Researchers use fiberoptic gyro systems known as IMUs as well as other devices to measure the altitude and position of the plane while in flight. These are installed inside the aircraft. “In layman’s terms, a gyro is like a three-dimensional spirit level which works in all directions”, explains Johannes Schneider, research assistant at the Institute of Aircraft Design. “The gyros measure whether the pilot is taxiing, tilting or yawing the aircraft and how intensely the plane is moving. By putting together all the measurements of the movements of the IMUs you can also calculate the aircraft’s position in the sky.”
Researchers are developing software for flying taxis
The biggest difference between the devices which the scientists are investigating is in how accurate they are. The researchers can use the measurements to compare various systems with one another and determine how well the individual devices work. They want to use the data to find algorithms that will compensate for the inaccuracy of a device – particularly with regard to the long and short-term stability of the IMUs. The scientists at the Institute of Navigation are developing a piece of software for this purpose.
The results should also serve to make autonomous flying safer and more reliable in future. There’s already a lot of talk about so-called Urban Air Mobility (UAM) using small flying taxis (Personal Air Vehicles)”, says Schneider. “Small aircraft for two to four passengers are being developed which are also intended to fly autonomously in future. This is why it is essential for the aircraft to know exactly where it is at all times.
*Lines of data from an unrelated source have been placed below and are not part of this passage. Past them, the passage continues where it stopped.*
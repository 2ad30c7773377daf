//! Data models module
//!
//! Defines core data structures:
//! - Note / Profile: the persisted note format produced by the target binary
//! - TestSuite / TestCase: one suite document and its test cases
//! - CheckSpec: what a case verifies (profile file, JSON output, text output)
//!
//! Suite documents are validated while decoding: a malformed test case is
//! rejected with a field-level message before any command runs.

use serde::{Deserialize, Serialize};
use std::time::Duration;

/// A single note inside a profile.
///
/// `id` and `status` stay loosely typed on purpose: a negative id or an
/// unknown status must surface as an invariant violation with a note index,
/// not as a JSON decode error.
#[derive(Debug, Clone, PartialEq, Eq, Serialize, Deserialize)]
pub struct Note {
    pub id: i64,
    pub title: String,
    pub status: String,
    pub body: String,
    /// Expected fixtures embedded in suite documents omit this field;
    /// comparison ignores it either way.
    #[serde(default)]
    pub last_touched: String,
}

/// A decoded profile file: the full on-disk note collection for one profile.
#[derive(Debug, Clone, PartialEq, Eq, Serialize, Deserialize)]
pub struct Profile {
    pub encrypted: bool,
    pub notes: Vec<Note>,
}

/// One suite document: an ordered list of test cases under a shared title.
#[derive(Debug, Clone, Deserialize)]
#[serde(deny_unknown_fields)]
pub struct TestSuite {
    pub title: String,
    #[serde(alias = "description")]
    pub desc: String,
    pub tests: Vec<TestCase>,
}

/// What a test case checks once its commands have run.
#[derive(Debug, Clone)]
pub enum CheckSpec {
    /// Read the profile file the target persisted and compare it to a fixture.
    Profile {
        /// Result file, relative to the scratch root.
        result_path: String,
        expected: Profile,
        /// Required when `expected.encrypted` is true.
        passphrase: Option<String>,
    },
    /// Parse each captured stdout as JSON and compare note contents.
    /// `None` entries skip comparison for that command.
    JsonFragments { expected: Vec<Option<JsonExpectation>> },
    /// Compare each captured stdout verbatim. `None` entries skip.
    TextFragments { expected: Vec<Option<String>> },
}

/// Expected value for one JSON output fragment: a single note or a list of
/// notes (with `null` placeholders for positions to skip).
#[derive(Debug, Clone, Deserialize)]
#[serde(untagged)]
pub enum JsonExpectation {
    Many(Vec<Option<Note>>),
    One(Note),
}

/// One test scenario: a command sequence plus the check to apply afterwards.
#[derive(Debug, Clone, Deserialize)]
#[serde(try_from = "RawTestCase")]
pub struct TestCase {
    pub name: String,
    /// Value for the target's `-p` flag; absent means its default profile.
    pub profile: Option<String>,
    /// Subdirectory of the scratch root to hand to `-f`; absent means the
    /// scratch root itself.
    pub profile_folder: Option<String>,
    /// One argument list per invocation, run strictly in order. May be
    /// empty, in which case a fragment check passes vacuously.
    pub cmds: Vec<Vec<String>>,
    /// Staged stdin, parallel to `cmds` when non-empty.
    pub stdin: Vec<Option<String>>,
    /// Delay inserted before each output-captured invocation, modelling
    /// interactive pauses. Profile-mode runs ignore it.
    pub cmd_interval: Option<Duration>,
    /// When true, non-zero exit statuses are expected and not an error.
    pub should_fail: bool,
    pub check: CheckSpec,
}

/// Wire shape of a test case as it appears in a suite document. Converted
/// into [`TestCase`] so that `result_type` becomes a tagged [`CheckSpec`]
/// instead of being inferred from key presence at run time.
#[derive(Debug, Deserialize)]
#[serde(deny_unknown_fields)]
struct RawTestCase {
    name: String,
    #[serde(default)]
    profile: Option<String>,
    #[serde(default)]
    profile_folder: Option<String>,
    cmds: Vec<Vec<String>>,
    #[serde(default)]
    stdin: Vec<Option<String>>,
    #[serde(default)]
    cmd_interval: Option<f64>,
    #[serde(default)]
    should_fail: bool,
    #[serde(default)]
    result_type: Option<String>,
    #[serde(default)]
    result_path: Option<String>,
    #[serde(default)]
    result: Option<Profile>,
    #[serde(default)]
    result_passphrase: Option<String>,
    #[serde(default)]
    results: Option<Vec<serde_json::Value>>,
}

impl TryFrom<RawTestCase> for TestCase {
    type Error = String;

    fn try_from(raw: RawTestCase) -> Result<Self, Self::Error> {
        let RawTestCase {
            name,
            profile,
            profile_folder,
            cmds,
            stdin,
            cmd_interval,
            should_fail,
            result_type,
            result_path,
            result,
            result_passphrase,
            results,
        } = raw;

        if !stdin.is_empty() && stdin.len() != cmds.len() {
            return Err(format!(
                "test case '{name}': stdin has {} entries for {} cmds",
                stdin.len(),
                cmds.len()
            ));
        }
        let cmd_interval = match cmd_interval {
            Some(seconds) => Some(Duration::try_from_secs_f64(seconds).map_err(|_| {
                format!("test case '{name}': cmd_interval must be a non-negative number of seconds")
            })?),
            None => None,
        };

        let check = match result_type.as_deref() {
            None => {
                let result_path = result_path.ok_or_else(|| {
                    format!("test case '{name}': result_path is required for profile comparison")
                })?;
                let expected = result.ok_or_else(|| {
                    format!("test case '{name}': result is required for profile comparison")
                })?;
                if expected.encrypted && result_passphrase.is_none() {
                    return Err(format!(
                        "test case '{name}': result_passphrase is required when the expected profile is encrypted"
                    ));
                }
                CheckSpec::Profile {
                    result_path,
                    expected,
                    passphrase: result_passphrase,
                }
            }
            Some("json") => {
                let entries = results.ok_or_else(|| {
                    format!("test case '{name}': results is required for json output comparison")
                })?;
                let expected = entries
                    .into_iter()
                    .enumerate()
                    .map(|(index, entry)| match entry {
                        serde_json::Value::Null => Ok(None),
                        other => serde_json::from_value::<JsonExpectation>(other)
                            .map(Some)
                            .map_err(|err| format!("test case '{name}': results[{index}]: {err}")),
                    })
                    .collect::<Result<Vec<_>, _>>()?;
                CheckSpec::JsonFragments { expected }
            }
            Some("text") => {
                let entries = results.ok_or_else(|| {
                    format!("test case '{name}': results is required for text output comparison")
                })?;
                let expected = entries
                    .into_iter()
                    .enumerate()
                    .map(|(index, entry)| match entry {
                        serde_json::Value::Null => Ok(None),
                        serde_json::Value::String(text) => Ok(Some(text)),
                        other => Err(format!(
                            "test case '{name}': results[{index}] must be a string or null, got {other}"
                        )),
                    })
                    .collect::<Result<Vec<_>, _>>()?;
                CheckSpec::TextFragments { expected }
            }
            Some(other) => {
                return Err(format!("test case '{name}': unknown result_type '{other}'"))
            }
        };

        Ok(TestCase {
            name,
            profile,
            profile_folder,
            cmds,
            stdin,
            cmd_interval,
            should_fail,
            check,
        })
    }
}

#[cfg(test)]
mod tests;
Additional tests on icaré with wingtip propellers
Prof. Andreas Strohmayer from the IFB and Prof. Walter Fichter from the IFR as well as their teams have also continued the test flights with wingtip propellers to manage the yaw. These were jointly developed by the institutes and tested for the first time in 2019. While carrying out the tests the pilots reviewed the new IFR control algorithms, which make flying coordinated turns easier and automatically reduce the angle of yaw.
The icaré project
The solar aircraft icaré has been operating as a test plane belonging to the Faculty of Aerospace Engineering at the University of Stuttgart for almost 25 years. The icareans, as those working on the icaré project call themselves, carried out the three days of test flights at the newly-created eFliegenBW testing ground at the airfield in Mengen. The wingtip propulsion project is supported by the technical support team from SFL GmbH, which is a spin-off of the University of Stuttgart. The test flights were piloted by Werner “micro” Scholz, a former employee at the Institute of Aircraft Design, who was previously involved in building the icaré.